Source data below:

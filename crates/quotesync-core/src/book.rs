use rand::seq::SliceRandom;
use std::path::Path;
use std::sync::{Arc, Mutex, MutexGuard, PoisonError};
use tracing::{debug, info};

use crate::categories::CategoryIndex;
use crate::collection::QuoteCollection;
use crate::models::{seed_quotes, CategoryFilter, Quote};
use crate::storage::{DurableStore, EphemeralCache};
use crate::transfer::{ImportBatch, ImportExport, ImportStrictness};
use crate::Result;

/// Application state: the live quote collection plus the stores behind it
///
/// Built once at startup and handed around as a [`SharedBook`]. Every
/// mutation goes through here so the durable snapshot never lags behind.
pub struct QuoteBook {
    quotes: QuoteCollection,
    store: DurableStore,
    session: EphemeralCache,
}

/// Handle shared between the view layer and the sync engine
pub type SharedBook = Arc<Mutex<QuoteBook>>;

/// Lock a shared book. A panic elsewhere doesn't make the quotes invalid,
/// so a poisoned lock is simply taken over.
pub fn lock_book(book: &SharedBook) -> MutexGuard<'_, QuoteBook> {
    book.lock().unwrap_or_else(PoisonError::into_inner)
}

impl QuoteBook {
    /// Load the stored snapshot, or start from the seed set if there isn't a usable one
    pub fn open(store: DurableStore, session: EphemeralCache) -> Self {
        let quotes = match store.load_quotes() {
            Some(quotes) => {
                debug!("Restored {} quotes", quotes.len());
                quotes
            }
            None => {
                info!("No stored quotes, starting from the default set");
                seed_quotes()
            }
        };

        Self {
            quotes: QuoteCollection::from_quotes(quotes),
            store,
            session,
        }
    }

    pub fn into_shared(self) -> SharedBook {
        Arc::new(Mutex::new(self))
    }

    pub fn quotes(&self) -> &QuoteCollection {
        &self.quotes
    }

    /// Owned copy of the current collection
    pub fn snapshot(&self) -> Vec<Quote> {
        self.quotes.as_slice().to_vec()
    }

    pub fn store(&self) -> &DurableStore {
        &self.store
    }

    fn persist(&self) {
        self.store.save_quotes(self.quotes.as_slice());
    }

    pub fn add_quote(&mut self, text: &str, category: &str) -> Result<Quote> {
        let quote = self.quotes.add(text, category)?.clone();
        self.persist();
        info!("Added quote in category {}", quote.category());
        Ok(quote)
    }

    pub fn replace_all(&mut self, quotes: Vec<Quote>) {
        self.quotes.replace_all(quotes);
        self.persist();
    }

    pub fn merge_in(&mut self, quotes: Vec<Quote>) -> usize {
        let added = self.quotes.merge_in(quotes);
        self.persist();
        added
    }

    /// Recomputed on every call
    pub fn categories(&self) -> CategoryIndex {
        CategoryIndex::build(&self.quotes)
    }

    pub fn filtered<'a>(&'a self, filter: &'a CategoryFilter) -> impl Iterator<Item = &'a Quote> + Clone + 'a {
        self.quotes.filter_by_category(filter)
    }

    /// Remembered filter, or `All` if it's unset or points at a category that no longer exists
    pub fn selected_category(&self) -> CategoryFilter {
        self.store
            .load_selected_category()
            .unwrap_or_default()
            .resolve(self.categories().as_slice())
    }

    pub fn select_category(&self, filter: &CategoryFilter) {
        self.store.save_selected_category(filter);
    }

    /// Pick a random quote matching `filter` and remember it as last viewed
    pub fn show_random(&self, filter: &CategoryFilter) -> Option<Quote> {
        let matching: Vec<&Quote> = self.quotes.filter_by_category(filter).collect();
        let picked = matching.choose(&mut rand::thread_rng()).map(|q| (*q).clone())?;
        self.session.set_last_viewed(picked.text());
        Some(picked)
    }

    pub fn last_viewed(&self) -> Option<String> {
        self.session.last_viewed()
    }

    pub fn export_json(&self) -> Result<String> {
        ImportExport::to_json(self.quotes.as_slice())
    }

    /// Parse and merge an import document. Nothing changes unless parsing succeeds.
    pub fn import_json(&mut self, document: &str, strictness: ImportStrictness) -> Result<usize> {
        let batch = ImportExport::parse(document, strictness)?;
        Ok(self.merge_batch(batch))
    }

    /// Same as [`QuoteBook::import_json`], reading the document from a file
    pub fn import_file<P: AsRef<Path>>(
        &mut self,
        path: P,
        strictness: ImportStrictness,
    ) -> Result<usize> {
        let batch = ImportExport::read_file(path, strictness)?;
        Ok(self.merge_batch(batch))
    }

    fn merge_batch(&mut self, batch: ImportBatch) -> usize {
        if batch.skipped > 0 {
            info!("Import skipped {} malformed entries", batch.skipped);
        }
        self.merge_in(batch.quotes)
    }
}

End of Source data.

The task »
Go to the line with "fn merge_batch(&mut self, batch: ImportBatch)" and set down that line and every line after it, through the end of the material above, word for word.

Response below »
    fn merge_batch(&mut self, batch: ImportBatch) -> usize {
        if batch.skipped > 0 {
            info!("Import skipped {} malformed entries", batch.skipped);
        }
        self.merge_in(batch.quotes)
    }
}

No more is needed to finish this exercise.